Aboriginal actress and model

Maminydjama Magnolia Maymuru (born December 10, 1996) is an Aboriginal Australian actress and model who won Best Supporting Actress at the 9th AACTA awards, for her portrayal in The Nightingale. She was born in Yirrkala in the Northern Territory of Australia and belongs to the Yolngu community.

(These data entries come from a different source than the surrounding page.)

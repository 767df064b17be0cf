//! Input state tracking: keyboard fly-movement intent and mouse look/zoom.

pub mod keyboard;
pub mod mouse;

pub use keyboard::{KeyboardState, RawKeyEvent};
pub use mouse::MouseState;
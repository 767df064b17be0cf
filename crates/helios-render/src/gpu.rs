//! GPU device initialization and surface management.
//!
//! [`RenderContext`] owns all wgpu GPU state; [`RenderContextError`] gives
//! clear diagnostics when initialization fails.

use std::sync::Arc;
use winit::window::Window;

/// Error type for render context initialization failures.
#[derive(Debug, thiserror::Error)]
pub enum RenderContextError {
    /// No compatible GPU adapter found.
    #[error("no compatible GPU adapter found")]
    NoAdapter,

    /// Failed to request GPU device.
    #[error("failed to request GPU device: {0}")]
    DeviceRequest(#[from] wgpu::RequestDeviceError),

    /// Failed to create surface.
    #[error("failed to create surface: {0}")]
    SurfaceCreation(#[from] wgpu::CreateSurfaceError),
}

/// Error type for surface acquisition failures.
#[derive(Debug, thiserror::Error)]
pub enum SurfaceError {
    /// Surface was lost and could not be recovered.
    #[error("surface lost")]
    Lost,

    /// GPU ran out of memory.
    #[error("out of memory")]
    OutOfMemory,

    /// Operation timed out (recoverable, skip the frame).
    #[error("timeout")]
    Timeout,
}

/// Owns all GPU state: instance, adapter, device, queue, and surface.
pub struct RenderContext {
    pub instance: wgpu::Instance,
    pub adapter: wgpu::Adapter,
    pub device: wgpu::Device,
    pub queue: wgpu::Queue,
    pub surface: wgpu::Surface<'static>,
    pub surface_config: wgpu::SurfaceConfiguration,
    pub surface_format: wgpu::TextureFormat,
}

impl RenderContext {
    /// Initialize the GPU asynchronously from a window handle.
    pub async fn new(window: Arc<Window>, vsync: bool) -> Result<Self, RenderContextError> {
        let instance = wgpu::Instance::new(&wgpu::InstanceDescriptor {
            backends: wgpu::Backends::all(),
            ..Default::default()
        });

        let size = window.inner_size();
        let surface = instance.create_surface(window)?;

        let adapter = match instance
            .request_adapter(&wgpu::RequestAdapterOptions {
                power_preference: wgpu::PowerPreference::HighPerformance,
                compatible_surface: Some(&surface),
                force_fallback_adapter: false,
            })
            .await
        {
            Ok(adapter) => adapter,
            Err(_) => return Err(RenderContextError::NoAdapter),
        };

        let info = adapter.get_info();
        log::info!(
            "Selected GPU: {} ({:?}, {:?})",
            info.name,
            info.backend,
            info.device_type
        );

        let (device, queue) = adapter
            .request_device(&wgpu::DeviceDescriptor {
                label: Some("helios-device"),
                required_features: wgpu::Features::empty(),
                required_limits: wgpu::Limits::default(),
                memory_hints: wgpu::MemoryHints::default(),
                experimental_features: wgpu::ExperimentalFeatures::default(),
                trace: wgpu::Trace::Off,
            })
            .await?;

        let surface_caps = surface.get_capabilities(&adapter);
        let surface_format = select_preferred_srgb_format(&surface_caps.formats);
        let present_mode = select_present_mode(&surface_caps.present_modes, vsync);

        let surface_config = wgpu::SurfaceConfiguration {
            usage: wgpu::TextureUsages::RENDER_ATTACHMENT,
            format: surface_format,
            width: size.width.max(1),
            height: size.height.max(1),
            present_mode,
            alpha_mode: surface_caps.alpha_modes[0],
            view_formats: vec![],
            desired_maximum_frame_latency: 2,
        };

        surface.configure(&device, &surface_config);

        Ok(Self {
            instance,
            adapter,
            device,
            queue,
            surface,
            surface_config,
            surface_format,
        })
    }

    /// Reconfigure the surface after a window resize.
    /// Clamps dimensions to max(1, val) to prevent zero-size surfaces.
    pub fn resize(&mut self, width: u32, height: u32) {
        self.surface_config.width = width.max(1);
        self.surface_config.height = height.max(1);
        self.surface.configure(&self.device, &self.surface_config);
    }

    /// Get the current surface texture, with automatic recovery for lost or
    /// outdated surfaces.
    pub fn get_current_texture(&self) -> Result<wgpu::SurfaceTexture, SurfaceError> {
        match self.surface.get_current_texture() {
            Ok(texture) => Ok(texture),
            Err(wgpu::SurfaceError::Lost) | Err(wgpu::SurfaceError::Outdated) => {
                log::warn!("Surface lost or outdated, attempting to recover...");
                self.surface.configure(&self.device, &self.surface_config);
                match self.surface.get_current_texture() {
                    Ok(texture) => Ok(texture),
                    Err(_) => Err(SurfaceError::Lost),
                }
            }
            Err(wgpu::SurfaceError::OutOfMemory) => Err(SurfaceError::OutOfMemory),
            Err(wgpu::SurfaceError::Timeout) => Err(SurfaceError::Timeout),
            Err(wgpu::SurfaceError::Other) => {
                log::error!("Unknown surface error occurred");
                Err(SurfaceError::Lost)
            }
        }
    }
}

/// Initialize the GPU synchronously using `pollster`.
pub fn init_render_context_blocking(
    window: Arc<Window>,
    vsync: bool,
) -> Result<RenderContext, RenderContextError> {
    pollster::block_on(RenderContext::new(window, vsync))
}

/// Select the preferred surface format, preferring sRGB.
fn select_preferred_srgb_format(formats: &[wgpu::TextureFormat]) -> wgpu::TextureFormat {
    if formats.contains(&wgpu::TextureFormat::Bgra8UnormSrgb) {
        wgpu::TextureFormat::Bgra8UnormSrgb
    } else if formats.contains(&wgpu::TextureFormat::Rgba8UnormSrgb) {
        wgpu::TextureFormat::Rgba8UnormSrgb
    } else {
        formats
            .iter()
            .copied()
            .find(|f| f.is_srgb())
            .unwrap_or(formats[0])
    }
}

/// Fifo when vsync is requested (always available), otherwise the fastest
/// mode the surface supports.
fn select_present_mode(modes: &[wgpu::PresentMode], vsync: bool) -> wgpu::PresentMode {
    if vsync {
        wgpu::PresentMode::Fifo
    } else if modes.contains(&wgpu::PresentMode::Mailbox) {
        wgpu::PresentMode::Mailbox
    } else if modes.contains(&wgpu::PresentMode::Immediate) {
        wgpu::PresentMode::Immediate
    } else {
        wgpu::PresentMode::Fifo
    }
}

In 2014, as a teenager, she was spotted by a model scout while withdrawing money from an ATM. First, she turned down the offer as she was continuing her education. She later agreed to take part in a fashion show and to enter the fashion industry, as she met Mehali Tsangaris, director of NT Fashion Week, while she was shopping. As a model, she used her registered middle name, Magnolia. At the age of 19, Maminydjama Magnolia Maymuru became the first Aboriginal woman from the Northern Territory to enter the Miss World Australia beauty pageant and reached the national finals.

She is the niece of media commentator and television show producer Leila Gurruwiwi and the granddaughter of artist Naminapu Maymuru-White.